トケイヤkitchenのレシピでは、箇条書きにした材料に「塩」と明記したものが、あまり多くありません。

ただこの記事のタイトルにした「ソルトレス=saltless」というのはちょっと大げさで、塩味(えんみ)を避けているわけではありませんし、塩分がまったく入らないわけでもありません。

ただトケイヤkitchenのレシピを見ていただくと、「塩」そのもそのが材料としての記載にないレシピがちらほらとみられると思います。

それはどういこうとかというと…。

🧂海の水の中で生まれた生命

私たち人間に“塩”は欠かせません。
人間の体の中にある体液には、海水に似た構成比の成分が含まれているそうです。

個人的な意見ですが、もともと海の水の中で生まれた生命が大型化し、そして陸に上がって、そして長い時を経て今の私たち“ヒト”に繋がっているのだとしたら、これは生命というもの、ヒトという存在そのものの根幹にある神秘なのかもしれないという気がします。

そんな根本的な人間の体のつくりはともかくとして、塩味は私たちの味覚に美味しさを与えてくれる要素だと思います。

たとえば料理をひとくち口にして物足りないなと思ったら、塩を足してはいないでしょうか。
調理中の煮物、炒め物はもちろん、できあがった一皿に対してもそんな体験がないでしょうか。
少しピンボケに感じた料理も、ひとふりの塩で劇的に美味しく感じるようになることはあると思います。
事実、飲食店のテーブルにも塩を入れた小瓶が用意されていて、もし味付けが好みより薄く感じたらそれを使ってください、という形です。

塩は体の構成そのものの一部であり、最小限の追加で味覚を満足させる魔法のパーツでもあるのです。

🧂ある日、ふと…

では、なぜ「ソルトレス・クッキング」というタイトルの記事を今書いているのか。
実は特に意識して料理をしていたわけではありません。
ある日ふと気づいたんです。

それは自分が毎日作っている料理をブログで公開するようになって、きちんと分量をはかって料理するようになってからのことでした。

🧂何かが補っていた

日常的に料理する習慣がついて、いわゆる自炊をするようになってからというもの、基本的には料理は実家で食べていた料理をベースにした目分量での調理でした。

そのうち料理が楽しくなり、徐々に外で食べたものを再現するようにもなり、今この“トケイヤkitchen おもてなし”で紹介しているような、ちょっとよそゆきの料理も作るようになりました。

毎日食べる家庭のお惣菜とは違って、何か月かに一度しか作る機会のない料理も多いので、より詳しく分量のメモをとるようになって気付いたのです。

思ってたよりはるかに単体の塩という素材なしで完結しているレシピが多いことに。

ちなみに塩分の摂取に対して否定的な考えもなければ、体調や体質の問題で制限があるわけでもありません。
ただ普通に作っていたら、そういうレシピが多いことに気付いたのです。

それからあらためて見返してみると、さらなる気づきがありました。
塩を使っていないわけではない、ほかの何かの素材がその役目を補っていたのです。

🧂満足のいく味のまとまり

このマガジンでメインに紹介させていただくフランス料理であればバター。
トケイヤkitchenでは家庭でも用意できる材料をメインに使ったレシピを紹介したいと思っているので、バターは本格フレンチのレシピに多い無塩バターではなく、普通の有塩のものを使っています。

たとえばコンソメパウダー。
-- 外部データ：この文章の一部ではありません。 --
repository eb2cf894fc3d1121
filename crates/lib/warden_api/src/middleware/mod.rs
//! Request middleware.

pub mod auth;
//! # warden_core
//!
//! Core domain logic for Warden: token issuance and verification,
//! refresh-token rotation, RBAC permission resolution, the cache-aside
//! layer and transactional registration.

pub mod auth;
pub mod cache;
pub mod error;
pub mod migrate;
pub mod models;
pub mod rbac;
pub mod repo;
pub mod store;
pub mod tx;
pub mod validation;

pub use error::{ErrorKind, ServiceError, ServiceErrors, ServiceResult};

/// Returns the crate version.
pub fn version() -> &'static str {
    env!("CARGO_PKG_VERSION")
}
チーズ。スパイスミックス。
マヨネーズにケチャップ。

和食なら醤油、麺つゆ、ポン酢しょうゆに味噌、出汁の素。
中華の豆板醤や甜面醤、エスニッくのナンプラーなども同じです。よく使う調味料や出汁にも塩分は含まれています。

また、野菜の下ごしらえに塩揉みをして、余分な水分を絞るために使った塩をそのまま塩味として使うこともできます。

だから塩を足さなくても、その塩味がもたらす満足感を満たす味のまとまりができていたようです。

🧂「使わない」ではない「ソルトレス=saltless」

「塩を使わない」ではなく、塩分のある材料をひととおり使って作ってみて、あとひと味ほしいときに、塩そのものの力を借りる。
そんな調理が自然と身についてきたのだと思います。

「ソルトレス=saltless」というちょっと過激なタイトルで書いた記事ですが、「無塩分調理」ということではありません。

そんな料理をしていると逆に塩の味の効果的な使い方がわかってきて、どうしても足りない最後のあとひと味を塩の力で解決するようになったのかもしれません。

🧂おわりに

そんなわけで、トケイヤkitchenのレシピの素材蘭に「塩」のひと文字がなくても、「味が足りないんじゃないの?」と思う前に、まず一度安心して作ってみていただけたらと思います。

最後のひと塩は出来あがってから。
あと少し味が足りないと感じたら自由にプラスしていただければと思います。

トケイヤkitchenのレシピにも塩分は含まれています。
でも、ずばり「塩」そのものをたっぷり使うことは比較的少ないと思います。

少しでも塩の量を減らして美味しいものを食べたいというときには役に立てるかもしれませんし、もしかしたら今までの料理から少し塩を減らしてもじゅうぶん美味しかった、と気付いていただくきっかけになれるかもしれません。

日常生活の中で、慣習や固定観念のようなものをいったん横に置いてみると、塩に限らず、絶対必要だと思ってたものが、意外になくてもよかったり、かわりのきくものだったり…そんなことがあるかもしれませんね。

ぼんやりと考えていた料理に関しての気づきを、あらためてこの記事にまとめてみて、自分自身も料理に関することばかりではなく、日ごろの自分を見直してみようというになりました。

といいつつも私は相変わらず、好きすぎて捨てられない本の山と作りすぎて冷凍庫を埋め尽くして溢れそうな自家製の冷凍食品に埋もれた日々を過ごしています。